Not much space for plants there! Looks good though... What are your planting plans?


----------



## LifeCycle (21 Apr 2019)

Not sure yet. I know I want trident in the wood. There is another fern plant that I can’t think of the name. But it also attachs to wood/rock. Green Aqua guys use it a lot. Sorry can’t think of it. I threw it together in like 15 minutes. Gonna let it sit for a few days and sink in.


----------



## LifeCycle (21 Apr 2019)




----------



## alto (21 Apr 2019)

A “classic” layout divides the tank roughly into thirds
- front (scant) third, foreground 
- mid (generous) third, hardscape
- back third, stems 

Of course this needn’t (shouldn’t) be linear 

Diorama style tanks obviously follow very different design principles and emphasize hardscape over plants (growth & species)


----------



## LifeCycle (21 Apr 2019)

Maybe remove the big stone on left and have a nice carpet plain? I don’t want that to unbalanced the layout though.


----------



## alto (22 Apr 2019)

Your tank 
Your choice 


Easy to increase plant mass through epiphyte plants on the stone, even some carpet etc plants on stone as long as you manage the water column fertilizers 

This video from Green Aqua shows a large H Cuba pad which is placed mostly on wood


----------



## Keith GH (22 Apr 2019)

LifeCycle
It might be a 30gal tank but I would be very surprised if all those rocks did not take up about 10gal.

Your Aquascape would be far more suitable for a much larger tank.  On the plus side you have mostly very interesting rocks and, driftwood.

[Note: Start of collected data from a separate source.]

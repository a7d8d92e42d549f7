//! Tandem CLI Application

use std::path::PathBuf;
use std::sync::Arc;

use clap::Parser;
use tandem_core::domain::audio::{
    AudioEnumerator, AudioError, DecodedTrack, Track, TrackId, TrackLibrary, CHANNELS,
};
use tandem_core::domain::config::{Command, CommandExecutor, ControlBus, TandemConfig};
use tandem_core::domain::deck::DeckId;
use tandem_core::domain::mixer::Mixer;
use tandem_infra::audio::{tap_pair, AudioEngine, CpalEnumerator, SpectrumAnalyser};

#[derive(Parser)]
#[command(name = "tandem")]
#[command(about = "A two-deck audio mixing engine", long_about = None)]
struct Cli {
    /// Enable verbose logging
    #[arg(short, long)]
    verbose: bool,

    /// Configuration file (defaults to the platform config directory)
    #[arg(short, long)]
    config: Option<PathBuf>,

    /// List available output devices and exit
    #[arg(long)]
    list_devices: bool,

    /// Play the built-in demo tones through both decks
    #[arg(long)]
    demo: bool,
}

/// Built-in library of generated test tones
///
/// Stands in for a real track library so the engine can run end to end
/// without any media on disk.
struct ToneLibrary {
    sample_rate: u32,
}

impl ToneLibrary {
    fn new(sample_rate: u32) -> Self {
        Self { sample_rate }
    }

    fn tone(&self, id: &str, frequency: f32, duration_secs: f64) -> DecodedTrack {
        let frames = (duration_secs * self.sample_rate as f64) as usize;
        let mut samples = Vec::with_capacity(frames * CHANNELS);
        for i in 0..frames {
            let t = i as f32 / self.sample_rate as f32;
            let sample = (2.0 * std::f32::consts::PI * frequency * t).sin() * 0.4;
            for _ in 0..CHANNELS {
                samples.push(sample);
            }
        }
        DecodedTrack::new(
            Track {
                id: TrackId::new(id),
                title: format!("{frequency} Hz tone"),
                duration_secs,
            },
            self.sample_rate,
            samples,
        )
    }
}

impl TrackLibrary for ToneLibrary {
    fn fetch(&self, id: &TrackId) -> Result<DecodedTrack, AudioError> {
        match id.as_str() {
            "tone-a" => Ok(self.tone("tone-a", 220.0, 30.0)),
            "tone-b" => Ok(self.tone("tone-b", 330.0, 30.0)),
            other => Err(AudioError::DecodeFailure(format!(
                "no such track: {other}"
            ))),
        }
    }
}

#[tokio::main]
async fn main() -> anyhow::Result<()> {
    let cli = Cli::parse();

    if cli.verbose {
        tracing_subscriber::fmt()
            .with_max_level(tracing::Level::DEBUG)
            .init();
    } else {
        tracing_subscriber::fmt()
            .with_max_level(tracing::Level::INFO)
            .init();
    }

    tracing::info!("Tandem starting...");

    let enumerator = CpalEnumerator::new();

    if cli.list_devices {
        for device in enumerator.output_devices()? {
            let default = device
                .default_sample_rate
                .map(|sr| format!(" (default {} Hz)", sr.hz()))
                .unwrap_or_default();
            println!("{}{}", device.name, default);
        }
        return Ok(());
    }

    let config = match &cli.config {
        Some(path) => TandemConfig::load_from_file(path).await?,
        None => TandemConfig::load_or_default().await,
    };

    let device = enumerator.open_output(&config.audio.output_device)?;
    let (mixer, mut bus) = Mixer::new(config.engine.sample_rate as f32);

    // Per-deck analysis taps for visualization consumers
    let (writer_a, reader_a) = tap_pair(config.engine.analyser_window * CHANNELS * 8);
    let (writer_b, reader_b) = tap_pair(config.engine.analyser_window * CHANNELS * 8);
    bus.set_tap(DeckId::A, Box::new(writer_a));
    bus.set_tap(DeckId::B, Box::new(writer_b));
    let mut analyser_a = SpectrumAnalyser::new(reader_a, config.engine.analyser_window);
    let mut analyser_b = SpectrumAnalyser::new(reader_b, config.engine.analyser_window);

    let engine = AudioEngine::start(&device, &config.engine, bus)?;
    tracing::info!(sample_rate = engine.sample_rate(), "Engine running");

    let library = Arc::new(ToneLibrary::new(config.engine.sample_rate));
    let control = ControlBus::new(mixer, library);

    if cli.demo {
        for (deck, track) in [(DeckId::A, "tone-a"), (DeckId::B, "tone-b")] {
            control
                .execute(Command::LoadTrack {
                    deck,
                    track_id: TrackId::new(track),
                })
                .await;
            control.execute(Command::TogglePlay { deck }).await;
        }
        control
            .execute(Command::SetCrossfader { position: 0.5 })
            .await;
        tracing::info!("Demo tones playing on both decks, press Ctrl-C to stop");
    } else {
        tracing::info!("Engine idle (no control surface attached), press Ctrl-C to stop");
    }

    // Keep the visualization feed warm until shutdown
    let mut frame = tokio::time::interval(std::time::Duration::from_millis(16));
    loop {
        tokio::select! {
            _ = tokio::signal::ctrl_c() => break,
            _ = frame.tick() => {
                analyser_a.update();
                analyser_b.update();
            }
        }
    }

    tracing::info!("Shutting down");
    drop(engine);
    Ok(())
}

To set it up you will have to take everything out and lay something under all that weight.   Seeing that has to be done why not make up a Mock Tank cardboard boxes can be used as long it the same size and height of the tank.   You can have some fun setting up different aquascapes with ease and, safety no chance of tank damage.
The substrate can be cheap sand or even garden soil.

Here are a few examples of what can be done rocks.

Keith


----------



## LifeCycle (22 Apr 2019)

Yeah I plan on going heavy with epiphyte plants since I am so limited on space. There is some room behind the hardscape for stem plants. 

I think a big hardscape is important. As long as it is balanced and physical fits in tank. I plan on using ADA power sand and Amazonia II. I don’t have a bigger tank and this tank is what my funds allow. 

For a hardscape dojo, I used one and prefer to use the actual tank instead. As long as you’re careful and taking lots of pictures of the final hardscape, things should turn out ok.


----------